O que se vê hoje em dia nas redes sociais é um “redescobrimento” da astrologia pela nova geração. São páginas e mais páginas dedicadas aos astros e previsões, nas quais inúmeras combinações de signos e informações sobre mapa astral são compartilhadas.

Joice Prado, professora de história e adepta da astrologia, ao mostrar interesse em assuntos astrológicos, uma nova geração parece nos mostrar que há uma tentativa de rompimento dos limites estritamente científicos e racionais que nos cercam atualmente. “Fugindo de dogmas religiosos, esses indivíduos buscam novas formas de compreensão do seu eu e de sua conexão com o meio, inclusive superando antigas concepções que tacham assuntos esotéricos como irrelevantes”, argumenta.

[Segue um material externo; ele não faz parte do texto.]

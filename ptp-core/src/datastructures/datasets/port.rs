use crate::{datastructures::common::PortIdentity, port::PortState, time::TimeInternal};

/// Which path-delay measurement mode a port uses; a port uses exactly one at
/// a time (`spec.md` §6, GLOSSARY).
#[derive(Debug, Clone, Copy, PartialEq, Eq)]
pub enum DelayMechanism {
    /// End-to-end: slave-initiated Delay_Req/Delay_Resp against the master.
    E2E,
    /// Peer-to-peer: PDelay_Req/Resp/Follow_Up against the adjacent link
    /// partner, independent of which clock is master.
    P2P,
    /// No path-delay measurement is performed; `meanPathDelay` stays zero.
    Disabled,
}

/// The port configuration data set (`spec.md` §3, §6).
#[derive(Debug, Clone, Copy, PartialEq, Eq)]
pub struct PortDS {
    pub port_identity: PortIdentity,
    pub port_state: PortState,
    pub log_min_delay_req_interval: i8,
    pub peer_mean_path_delay: TimeInternal,
    pub log_announce_interval: i8,
    pub announce_receipt_timeout: u8,
    pub log_sync_interval: i8,
    pub delay_mechanism: DelayMechanism,
    pub log_min_pdelay_req_interval: i8,
    pub version_number: u8,
}

impl PortDS {
    pub fn new(port_identity: PortIdentity, delay_mechanism: DelayMechanism) -> Self {
        Self {
            port_identity,
            port_state: PortState::Initializing,
            log_min_delay_req_interval: 0,
            peer_mean_path_delay: TimeInternal::ZERO,
            log_announce_interval: 1,
            announce_receipt_timeout: 6,
            log_sync_interval: 0,
            delay_mechanism,
            log_min_pdelay_req_interval: 0,
            version_number: 2,
        }
    }
}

Para João Bidu, um dos astrólogos mais famosos do país e que possui coluna de previsões nos principais jornais do Brasil, incluindo no Jornal Cidade de Rio Claro, é “impressionante” a repercussão do tema entre os mais jovens.

“É curioso. Havia a sensação de que esta geração, muito ligada em tecnologia, não se ligaria tanto em astrologia, que é algo muito ‘velho’. Mas, que nada. Como a astrologia também entrou com tudo na internet e nas redes sociais, realmente é impressionante a aceitação”, disse ao JC.

Previsões

Bidu é astrólogo desde o ano de 1974 e diz que cada astrólogo tem a sua maneira de “ver” e interpretar os astros. Sobre ‘seguir’ o que as previsões dizem, o astrólogo afirma que a interpretação é que faz a diferença.

“Penso que é melhor a pessoa tentar ‘interpretar’ o horóscopo e aproveitar o que achar que bate mais com a sua vida, com o momento que está vivendo”, finaliza.

Influência

A psicóloga Adriana Rubio Wodewotzki lembra que não existe estudo científico que comprove, de fato, a influência dos signos na formação da personalidade da população.

No entanto, a profissional acredita que há muito ainda a se aprender com as ditas ‘ciências alternativas’. “Desde que não seja levado ao nível de fanatismo ou absolutismo, seguir os conselhos astrológicos de vez em quando não faz mal algum”, conclui.